━━━ PROVIDED ENTRIES ━━━

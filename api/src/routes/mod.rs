use std::time::Duration;

use axum::{
	http::{header::CONTENT_TYPE, HeaderValue, Method},
	Router,
};
use tower_http::{
	cors::{AllowOrigin, Any, CorsLayer},
	trace::TraceLayer,
};

use crate::prelude::*;

/// The routes used during the Santa tour
mod santa_tour;

/// Sets up all the routes for the API.
#[instrument(skip(state))]
pub async fn setup_routes(state: &AppState) -> Router {
	santa_tour::setup_routes(state)
		.await
		.fallback(unknown_route)
		.layer(cors_layer(&state.config.allowed_origins))
		.layer(TraceLayer::new_for_http())
		.with_state(state.clone())
}

/// Answers any path the API doesn't serve.
async fn unknown_route() -> ApiErrorResponse {
	ApiErrorResponse::error(ErrorType::ResourceDoesNotExist)
}

/// Browsers call the API from the tour's map page, which may be served from a
/// different origin.
fn cors_layer(allowed_origins: &[String]) -> CorsLayer {
	let layer = CorsLayer::new()
		.allow_methods([Method::GET, Method::POST, Method::OPTIONS])
		.allow_headers([CONTENT_TYPE])
		.max_age(Duration::from_secs(60 * 60));

	if allowed_origins.is_empty() {
		return layer.allow_origin(Any);
	}

	let origins = allowed_origins
		.iter()
		.filter_map(|origin| match HeaderValue::from_str(origin) {
			Ok(value) => Some(value),
			Err(err) => {
				warn!("Ignoring invalid allowed origin `{}`: {}", origin, err);
				None
			}
		})
		.collect::<Vec<_>>();
	layer.allow_origin(AllowOrigin::list(origins))
}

━━━

= HOW TO COMPLETE THIS TASK =
Pick out the lines above containing the word "HeaderValue", then copy them.

= SOLUTION TO THIS EXERCISE =
	http::{header::CONTENT_TYPE, HeaderValue, Method},
		.filter_map(|origin| match HeaderValue::from_str(origin) {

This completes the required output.